Rapporto Caritas: povertà e salute mentale in Italia. Adolescenti e donne ad alto rischio

Il Rapporto CaritasPovertà e salute mentale. Relazione circolare e diritti negati” propone una lettura approfondita e causale del legame tra condizioni socio-economiche, indigenza, precarietà lavorativa, disagio abitativo, isolamento ed esclusione e il malessere psichico: povertà e salute mentale si influenzano reciprocamente in una dinamica circolare che produce disuguaglianze e fragilità lungo l’intero arco di vita, incidendo sull’accesso alle cure e sulla qualità della presa in carico.

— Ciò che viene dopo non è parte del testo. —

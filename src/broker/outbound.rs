use std::sync::Arc;

use chrono::{DateTime, Utc};
use serde::Serialize;
use tokio::sync::broadcast;
use uuid::Uuid;

use crate::event::Event;

use super::topic::Topic;

/// One published event as mirrored to remote listeners.
#[derive(Debug, Clone, Serialize)]
pub struct Envelope {
    /// Unique id of this publish.
    pub id: Uuid,
    /// Topic the event was published on.
    pub topic: Topic,
    /// Publish time.
    pub timestamp: DateTime<Utc>,
    /// The event itself, shared with local subscribers.
    pub payload: Arc<Event>,
}

impl Envelope {
    /// Stamps `payload` with a fresh id and the current time.
    #[must_use]
    pub fn new(topic: Topic, payload: Arc<Event>) -> Self {
        Self {
            id: Uuid::new_v4(),
            topic,
            timestamp: Utc::now(),
            payload,
        }
    }
}

/// Sink that forwards every published event to remote listeners.
pub trait Outbound: Send + Sync {
    /// Forwards one envelope. Must not block and must not fail the publish.
    fn broadcast(&self, envelope: Envelope);
}

/// Outbound sink backed by a `tokio::sync::broadcast` channel.
///
/// Every connected listener holds a receiver. Listeners that fall behind by
/// more than the channel capacity skip the oldest envelopes.
#[derive(Debug, Clone)]
pub struct BroadcastOutbound {
    tx: broadcast::Sender<Envelope>,
}

impl BroadcastOutbound {
    /// Creates a channel buffering up to `capacity` envelopes per listener.
    #[must_use]
    pub fn new(capacity: usize) -> Self {
        let (tx, _) = broadcast::channel(capacity.max(1));
        Self { tx }
    }

    /// Attaches a new remote listener.
    #[must_use]
    pub fn subscribe(&self) -> broadcast::Receiver<Envelope> {
        self.tx.subscribe()
    }

    /// Number of attached listeners.
    #[must_use]
    pub fn listener_count(&self) -> usize {
        self.tx.receiver_count()
    }
}

impl Outbound for BroadcastOutbound {
    fn broadcast(&self, envelope: Envelope) {
        // No listeners is the normal idle state.
        if self.tx.send(envelope).is_err() {
            tracing::trace!("no remote listeners attached");
        }
    }
}

/// Outbound sink that discards everything.
#[derive(Debug, Clone, Copy, Default)]
pub struct NullOutbound;

impl Outbound for NullOutbound {
    fn broadcast(&self, _envelope: Envelope) {}
}
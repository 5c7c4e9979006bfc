//! In-process topic broker.
//!
//! `Broker::publish` delivers synchronously, in registration order, to every
//! subscriber of the exact topic, then mirrors the event to the outbound
//! sink within the same call. Subscribers may publish from inside `notify`;
//! such cascades nest on the caller's stack. The subscriber list is
//! snapshotted before dispatch, so subscribing during a cascade is allowed
//! and only affects later publishes.

/// Remote mirror of published events.
pub mod outbound;
/// Subscriber trait and closure adapter.
pub mod subscriber;
/// Topic names.
pub mod topic;

pub use outbound::{BroadcastOutbound, Envelope, NullOutbound, Outbound};
pub use subscriber::{FnSubscriber, Subscriber};
pub use topic::{topics, Topic};

use std::collections::HashMap;
use std::fmt;
use std::panic::{self, AssertUnwindSafe};
use std::sync::atomic::{AtomicU64, Ordering};
use std::sync::{Arc, PoisonError, RwLock};

use crate::error::ExecutionError;
use crate::event::Event;

/// Topic registry and fan-out dispatcher.
pub struct Broker {
    topics: RwLock<HashMap<Topic, Vec<Arc<dyn Subscriber>>>>,
    outbound: Arc<dyn Outbound>,
    published: AtomicU64,
    failed_deliveries: AtomicU64,
}

impl Broker {
    /// Creates a broker mirroring every publish to `outbound`.
    #[must_use]
    pub fn new(outbound: Arc<dyn Outbound>) -> Self {
        Self {
            topics: RwLock::new(HashMap::new()),
            outbound,
            published: AtomicU64::new(0),
            failed_deliveries: AtomicU64::new(0),
        }
    }

    /// Creates a broker without remote listeners.
    #[must_use]
    pub fn detached() -> Self {
        Self::new(Arc::new(NullOutbound))
    }

    /// Registers `subscriber` on `topic`. Registering twice delivers twice.
    pub fn subscribe(&self, topic: Topic, subscriber: Arc<dyn Subscriber>) {
        tracing::debug!(topic = %topic, subscriber = subscriber.name(), "subscribed");
        self.topics
            .write()
            .unwrap_or_else(PoisonError::into_inner)
            .entry(topic)
            .or_default()
            .push(subscriber);
    }

    /// Registers a closure receiving only the payload.
    pub fn subscribe_fn<F>(&self, topic: Topic, name: &str, f: F)
    where
        F: Fn(&Event) + Send + Sync + 'static,
    {
        self.subscribe(topic, Arc::new(FnSubscriber::new(name, f)));
    }

    /// Publishes `event` on `topic`.
    ///
    /// Never fails: a subscriber that errors or panics is logged and skipped,
    /// and the remaining subscribers and the outbound mirror still run.
    pub fn publish(&self, topic: &Topic, event: impl Into<Event>) {
        let event = Arc::new(event.into());
        let subscribers: Vec<Arc<dyn Subscriber>> = self
            .topics
            .read()
            .unwrap_or_else(PoisonError::into_inner)
            .get(topic)
            .cloned()
            .unwrap_or_default();

        self.published.fetch_add(1, Ordering::Relaxed);
        tracing::debug!(
            topic = %topic,
            shape = event.shape(),
            subscribers = subscribers.len(),
            "publish"
        );

        for subscriber in &subscribers {
            self.deliver(topic, subscriber.as_ref(), &event);
        }

        self.outbound.broadcast(Envelope::new(topic.clone(), event));
    }

    fn deliver(&self, topic: &Topic, subscriber: &dyn Subscriber, event: &Event) {
        match panic::catch_unwind(AssertUnwindSafe(|| subscriber.notify(topic, event))) {
            Ok(Ok(())) => {}
            Ok(Err(err)) => {
                self.failed_deliveries.fetch_add(1, Ordering::Relaxed);
                tracing::warn!(topic = %topic, subscriber = subscriber.name(), error = %err, "subscriber failed");
            }
            Err(_) => {
                self.failed_deliveries.fetch_add(1, Ordering::Relaxed);
                let err = ExecutionError::SubscriberPanicked { topic: topic.clone() };
                tracing::error!(subscriber = subscriber.name(), error = %err, "delivery aborted");
            }
        }
    }

    /// Number of registrations on `topic` (duplicates included).
    #[must_use]
    pub fn subscriber_count(&self, topic: &Topic) -> usize {
        self.topics
            .read()
            .unwrap_or_else(PoisonError::into_inner)
            .get(topic)
            .map_or(0, Vec::len)
    }

    /// Total registrations across all topics.
    #[must_use]
    pub fn subscription_count(&self) -> usize {
        self.topics
            .read()
            .unwrap_or_else(PoisonError::into_inner)
            .values()
            .map(Vec::len)
            .sum()
    }

    /// Number of publish calls so far.
    #[must_use]
    pub fn published_count(&self) -> u64 {
        self.published.load(Ordering::Relaxed)
    }

    /// Number of deliveries that errored or panicked.
    #[must_use]
    pub fn failed_deliveries(&self) -> u64 {
        self.failed_deliveries.load(Ordering::Relaxed)
    }
}

impl fmt::Debug for Broker {
    fn fmt(&self, f: &mut fmt::Formatter<'_>) -> fmt::Result {
        f.debug_struct("Broker")
            .field("subscriptions", &self.subscription_count())
            .field("published", &self.published_count())
            .finish_non_exhaustive()
    }
}

#[cfg(test)]
mod tests {
    use std::sync::Mutex;

    use super::*;
    use crate::error::PulseResult;
    use crate::event::{Insight, StockLevels};

    fn insight(text: &str) -> Event {
        Event::Insight(Insight {
            insight: text.to_string(),
        })
    }

    struct Failing;

    impl Subscriber for Failing {
        fn notify(&self, topic: &Topic, _event: &Event) -> PulseResult<()> {
            Err(ExecutionError::SubscriberFailed {
                topic: topic.clone(),
                reason: "refused".to_string(),
            }
            .into())
        }
    }

    struct Panicking;

    impl Subscriber for Panicking {
        fn notify(&self, _topic: &Topic, _event: &Event) -> PulseResult<()> {
            panic!("subscriber bug");
        }
    }

    #[test]
    fn delivers_in_registration_order_exactly_once() {
        let broker = Broker::detached();
        let seen = Arc::new(Mutex::new(Vec::new()));
        for label in ["a", "b", "c"] {
            let seen = Arc::clone(&seen);
            broker.subscribe_fn(topics::AI_INSIGHTS, label, move |_| seen.lock().unwrap().push(label));
        }

        broker.publish(&topics::AI_INSIGHTS, insight("x"));
        assert_eq!(*seen.lock().unwrap(), vec!["a", "b", "c"]);
    }

    #[test]
    fn duplicate_registration_delivers_twice() {
        let broker = Broker::detached();
        let hits = Arc::new(AtomicU64::new(0));
        let sub: Arc<dyn Subscriber> = {
            let hits = Arc::clone(&hits);
            Arc::new(FnSubscriber::new("dup", move |_| {
                hits.fetch_add(1, Ordering::Relaxed);
            }))
        };
        broker.subscribe(topics::ANOMALY, Arc::clone(&sub));
        broker.subscribe(topics::ANOMALY, sub);

        broker.publish(&topics::ANOMALY, insight("x"));
        assert_eq!(hits.load(Ordering::Relaxed), 2);
        assert_eq!(broker.subscriber_count(&topics::ANOMALY), 2);
    }

    #[test]
    fn other_topics_are_not_delivered() {
        let broker = Broker::detached();
        let hits = Arc::new(AtomicU64::new(0));
        let h = Arc::clone(&hits);
        broker.subscribe_fn(topics::ANOMALY, "anomaly-only", move |_| {
            h.fetch_add(1, Ordering::Relaxed);
        });

        broker.publish(&Topic::new("anomaly_extra"), insight("x"));
        broker.publish(&topics::UPDATE, insight("x"));
        assert_eq!(hits.load(Ordering::Relaxed), 0);
    }

    #[test]
    fn failing_and_panicking_subscribers_are_isolated() {
        let broker = Broker::detached();
        let hits = Arc::new(AtomicU64::new(0));
        broker.subscribe(topics::ANOMALY, Arc::new(Failing));
        broker.subscribe(topics::ANOMALY, Arc::new(Panicking));
        let h = Arc::clone(&hits);
        broker.subscribe_fn(topics::ANOMALY, "after", move |_| {
            h.fetch_add(1, Ordering::Relaxed);
        });

        broker.publish(&topics::ANOMALY, insight("x"));
        assert_eq!(hits.load(Ordering::Relaxed), 1);
        assert_eq!(broker.failed_deliveries(), 2);
    }

    #[test]
    fn zero_subscriber_publish_still_reaches_outbound() {
        let outbound = BroadcastOutbound::new(8);
        let mut rx = outbound.subscribe();
        let broker = Broker::new(Arc::new(outbound));

        broker.publish(&Topic::new("nobody_listens"), insight("x"));

        let envelope = rx.try_recv().unwrap();
        assert_eq!(envelope.topic.as_str(), "nobody_listens");
        assert_eq!(*envelope.payload, insight("x"));
        assert_eq!(broker.published_count(), 1);
    }

    #[test]
    fn nested_publish_cascades_within_one_call() {
        let broker = Arc::new(Broker::detached());
        let seen = Arc::new(Mutex::new(Vec::new()));

        let inner = Arc::downgrade(&broker);
        broker.subscribe_fn(topics::RAW_DATA, "relay", move |_| {
            if let Some(b) = inner.upgrade() {
                b.publish(
                    &topics::STOCK_LEVELS_UPDATE,
                    StockLevels {
                        warehouse_1: 1,
                        warehouse_2: 0,
                        warehouse_3: 0,
                        total_stock: 1,
                    },
                );
            }
        });
        let s = Arc::clone(&seen);
        broker.subscribe_fn(topics::STOCK_LEVELS_UPDATE, "sink", move |e| {
            s.lock().unwrap().push(e.shape());
        });

        broker.publish(&topics::RAW_DATA, insight("root"));
        assert_eq!(*seen.lock().unwrap(), vec!["stock_levels"]);
        assert_eq!(broker.published_count(), 2);
    }
}
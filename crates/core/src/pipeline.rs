//! The alignment pipeline: transcript → summary → video → one frame per
//! distinct timestamp, shown next to its summary line.

use std::path::Path;

use async_trait::async_trait;
use tracing::{Instrument, info, info_span, warn};
use uuid::Uuid;

use crate::{
    artifacts::{ArtifactKind, TempArtifact, Workspace, discard},
    error::{FrameNotesError, Result},
    frames::FrameExtractor,
    summarizer::{PromptStyle, Summarizer},
    timestamps::{Timestamp, plan_lines},
    transcript::TranscriptSource,
    types::{Frame, NoteLine, RunReport, Transcript},
    video::VideoFetcher,
    video_id::extract_video_id,
};

#[derive(Debug, Clone, Copy, PartialEq, Eq)]
pub enum RunStage {
    Idle,
    FetchingTranscript,
    Summarizing,
    DownloadingVideo,
    EmittingFrames,
    Cleanup,
    Done,
    Failed,
}

/// The presentation layer. Frame files handed to `show` are deleted as soon
/// as it returns.
#[async_trait]
pub trait NotesSink: Send {
    fn on_stage(&mut self, _stage: RunStage) {}

    async fn show(&mut self, line: &NoteLine) -> Result<()>;
}

pub struct AlignmentPipeline {
    transcripts: Box<dyn TranscriptSource>,
    summarizer: Summarizer,
    videos: VideoFetcher,
    frames: Box<dyn FrameExtractor>,
    workspace: Workspace,
}

impl AlignmentPipeline {
    pub fn new(
        transcripts: Box<dyn TranscriptSource>,
        summarizer: Summarizer,
        videos: VideoFetcher,
        frames: Box<dyn FrameExtractor>,
        workspace: Workspace,
    ) -> Self {
        Self {
            transcripts,
            summarizer,
            videos,
            frames,
            workspace,
        }
    }

    pub fn workspace(&self) -> &Workspace {
        &self.workspace
    }

    /// Full run with frames. Artifacts are removed on every exit path.
    pub async fn run(&self, url: &str, sink: &mut dyn NotesSink) -> Result<RunReport> {
        let span = info_span!("run", run_id = %Uuid::new_v4());
        let result = self.run_stages(url, sink).instrument(span).await;
        finish(&result, sink);
        result
    }

    /// Text-only run: transcript and a brief summary, no video.
    pub async fn summarize_only(&self, url: &str, sink: &mut dyn NotesSink) -> Result<String> {
        let span = info_span!("summary", run_id = %Uuid::new_v4());
        let result = async {
            let transcript = self.fetch_transcript(url, sink).await?;
            sink.on_stage(RunStage::Summarizing);
            self.summarizer
                .summarize(PromptStyle::Brief, &transcript.segments)
                .await
        }
        .instrument(span)
        .await;
        finish(&result, sink);
        result
    }

    async fn fetch_transcript(&self, url: &str, sink: &mut dyn NotesSink) -> Result<Transcript> {
        if url.trim().is_empty() {
            return Err(FrameNotesError::invalid_url(url, "empty URL"));
        }
        sink.on_stage(RunStage::FetchingTranscript);
        let video_id = extract_video_id(url)?;
        self.transcripts.fetch(&video_id).await
    }

    async fn run_stages(&self, url: &str, sink: &mut dyn NotesSink) -> Result<RunReport> {
        let url = url.trim();
        let Transcript {
            video_id,
            title,
            segments,
            ..
        } = self.fetch_transcript(url, sink).await?;

        sink.on_stage(RunStage::Summarizing);
        let summary = self
            .summarizer
            .summarize(PromptStyle::Academic, &segments)
            .await?;
        drop(segments);

        sink.on_stage(RunStage::DownloadingVideo);
        self.workspace.ensure().await?;
        let video = self.videos.fetch(url, &self.workspace.video_path()).await?;

        sink.on_stage(RunStage::EmittingFrames);
        let plan = plan_lines(&summary);
        let mut frames_shown = 0;
        let mut frames_missing = 0;

        for (index, planned) in plan.iter().enumerate() {
            let frame = match planned.extract {
                Some(timestamp) => {
                    let artifact = self.extract_frame(video.path(), timestamp).await;
                    if artifact.is_some() {
                        frames_shown += 1;
                    } else {
                        frames_missing += 1;
                    }
                    artifact.map(|artifact| (timestamp, artifact))
                }
                None => None,
            };

            let line = NoteLine {
                index,
                text: planned.text.to_string(),
                frame: frame.as_ref().map(|(timestamp, artifact)| Frame {
                    timestamp: *timestamp,
                    path: artifact.path().to_path_buf(),
                }),
            };
            sink.show(&line).await?;

            if let Some((_, artifact)) = frame {
                if let Err(e) = artifact.remove().await {
                    warn!(error = %e, "failed to remove frame");
                }
            }
        }

        sink.on_stage(RunStage::Cleanup);
        if let Err(e) = video.remove().await {
            warn!(error = %e, "failed to remove video");
        }

        let lines = plan.len();
        drop(plan);
        info!(lines, frames_shown, frames_missing, "notes emitted");

        Ok(RunReport {
            video_id,
            title,
            lines,
            frames_shown,
            frames_missing,
            summary,
        })
    }

    /// `None` when the frame could not be decoded; the line is then shown
    /// without an image.
    async fn extract_frame(&self, video: &Path, timestamp: Timestamp) -> Option<TempArtifact> {
        let path = self.workspace.frame_path(&timestamp);
        match self
            .frames
            .extract(video, timestamp.offset_seconds(), &path)
            .await
        {
            Ok(()) => Some(TempArtifact::new(ArtifactKind::Frame, path)),
            Err(e) => {
                warn!(key = %timestamp.key(), error = %e, "frame unavailable");
                discard(&path).await;
                None
            }
        }
    }
}

fn finish<T>(result: &Result<T>, sink: &mut dyn NotesSink) {
    match result {
        Ok(_) => sink.on_stage(RunStage::Done),
        Err(e) => {
            warn!(error = %e, "run failed");
            sink.on_stage(RunStage::Failed);
        }
    }
}
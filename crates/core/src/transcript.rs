use std::sync::LazyLock;

use async_trait::async_trait;
use regex::Regex;
use tracing::{debug, info};

use crate::{
    config::default_caption_languages,
    error::{FrameNotesError, Result},
    player::{CaptionTrack, fetch_player_response, http_client},
    types::{Transcript, TranscriptSegment},
};

static CUE: LazyLock<Regex> = LazyLock::new(|| {
    Regex::new(r#"(?s)<text start="([^"]+)"[^>]*>(.*?)</text>"#).expect("valid cue regex")
});

#[async_trait]
pub trait TranscriptSource: Send + Sync {
    /// Ordered caption segments for a video, or `TranscriptUnavailable`.
    async fn fetch(&self, video_id: &str) -> Result<Transcript>;
}

/// Reads captions straight from YouTube: watch page → caption track → timed text.
pub struct YoutubeTranscriptSource {
    client: reqwest::Client,
    languages: Vec<String>,
}

impl YoutubeTranscriptSource {
    pub fn new(languages: Vec<String>) -> Result<Self> {
        let client = http_client().map_err(|e| FrameNotesError::transcript("-", e))?;
        let languages = if languages.is_empty() {
            default_caption_languages()
        } else {
            languages
        };
        Ok(Self { client, languages })
    }
}

/// Preferred languages in order, manual captions before auto-generated ones;
/// falls back to the first track.
pub fn pick_caption_track<'a>(
    tracks: &'a [CaptionTrack],
    languages: &[String],
) -> Option<&'a CaptionTrack> {
    let matches = |track: &CaptionTrack, lang: &str| {
        track.language_code == lang
            || track
                .language_code
                .split('-')
                .next()
                .is_some_and(|base| base == lang)
    };

    for lang in languages {
        let mut candidates = tracks.iter().filter(|t| matches(*t, lang));
        let manual = tracks
            .iter()
            .find(|t| matches(t, lang) && !t.is_generated());
        if let Some(track) = manual.or_else(|| candidates.next()) {
            return Some(track);
        }
    }

    tracks.iter().find(|t| !t.is_generated()).or(tracks.first())
}

/// Parse the timed-text XML body of a caption track.
pub fn parse_timed_text(xml: &str) -> Vec<TranscriptSegment> {
    CUE.captures_iter(xml)
        .filter_map(|cap| {
            let start: f64 = cap[1].parse().ok()?;
            // cue bodies are entity-encoded twice (`&amp;#39;`)
            let once = html_escape::decode_html_entities(&cap[2]).into_owned();
            let text = html_escape::decode_html_entities(&once);
            let text = text.split_whitespace().collect::<Vec<_>>().join(" ");
            Some(TranscriptSegment::new(start, text))
        })
        .filter(|seg| !seg.text.is_empty())
        .collect()
}

#[async_trait]
impl TranscriptSource for YoutubeTranscriptSource {
    async fn fetch(&self, video_id: &str) -> Result<Transcript> {
        let player = fetch_player_response(&self.client, video_id)
            .await
            .map_err(|e| FrameNotesError::transcript(video_id, e))?;

        let tracks = player.caption_tracks();
        if tracks.is_empty() {
            let reason = player
                .unplayable_reason()
                .unwrap_or_else(|| "captions are disabled or missing".to_string());
            return Err(FrameNotesError::transcript(video_id, reason));
        }

        let track = pick_caption_track(tracks, &self.languages)
            .ok_or_else(|| FrameNotesError::transcript(video_id, "no caption track"))?;
        debug!(
            language = %track.language_code,
            generated = track.is_generated(),
            "selected caption track"
        );

        let xml = self
            .client
            .get(&track.base_url)
            .send()
            .await
            .and_then(|r| r.error_for_status())
            .map_err(|e| FrameNotesError::transcript(video_id, e))?
            .text()
            .await
            .map_err(|e| FrameNotesError::transcript(video_id, e))?;

        let segments = parse_timed_text(&xml);
        if segments.is_empty() {
            return Err(FrameNotesError::transcript(
                video_id,
                "caption track is empty",
            ));
        }

        info!(video_id, segments = segments.len(), "transcript fetched");

        Ok(Transcript {
            video_id: video_id.to_string(),
            title: player.title(),
            language: Some(track.language_code.clone()),
            segments,
        })
    }
}

#[cfg(test)]
mod tests {
    use super::*;

    fn track(lang: &str, generated: bool) -> CaptionTrack {
        CaptionTrack {
            base_url: format!("https://example.com/{lang}"),
            language_code: lang.to_string(),
            kind: generated.then(|| "asr".to_string()),
        }
    }

    #[test]
    fn parses_cues_and_decodes_entities() {
        let xml = r#"<?xml version="1.0" encoding="utf-8" ?><transcript><text start="0" dur="2.1">Intro</text><text start="65.32" dur="3">it&amp;#39;s a
topic &amp;amp; more</text><text start="70" dur="1"></text></transcript>"#;

        let segments = parse_timed_text(xml);

        assert_eq!(
            segments,
            vec![
                TranscriptSegment::new(0.0, "Intro"),
                TranscriptSegment::new(65.32, "it's a topic & more"),
            ]
        );
    }

    #[test]
    fn prefers_manual_track_in_requested_language() {
        let tracks = vec![track("de", false), track("en", true), track("en-GB", false)];
        let picked = pick_caption_track(&tracks, &["en".to_string()]).unwrap();
        assert_eq!(picked.language_code, "en-GB");
    }

    #[test]
    fn falls_back_to_generated_track_in_language() {
        let tracks = vec![track("de", false), track("en", true)];
        let picked = pick_caption_track(&tracks, &["en".to_string()]).unwrap();
        assert_eq!(picked.language_code, "en");
        assert!(picked.is_generated());
    }

    #[test]
    fn falls_back_to_first_manual_track() {
        let tracks = vec![track("fr", true), track("de", false)];
        let picked = pick_caption_track(&tracks, &["en".to_string()]).unwrap();
        assert_eq!(picked.language_code, "de");

        assert!(pick_caption_track(&[], &["en".to_string()]).is_none());
    }
}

Le stime indicano che la prevalenza di almeno un disturbo mentale nel corso della vita varia tra 18,6% e 28,5%. La depressione maggiore interessa fino al 17% della popolazione nell’arco della vita; i disturbi d’ansia raggiungono l’11–17%. I disturbi psicotici presentano una prevalenza stabile pari a 3–6 casi ogni 1.000 abitanti.

Tra il 2019 e il 2023, gli utenti adulti dei servizi psichiatrici sono passati da 826.000 a 854.000. Emerge un marcato divario di genere, con maggiore incidenza di ansia e depressione tra le donne. Adolescenti e giovani risultano il segmento più esposto.

L’Indice di salute mentale dell’Istat si attesta nel 2024 a 68,4 su 100, ma è la fascia 14–19 anni che registra il calo più marcato rispetto al 2016, con una riduzione più accentuata tra le ragazze.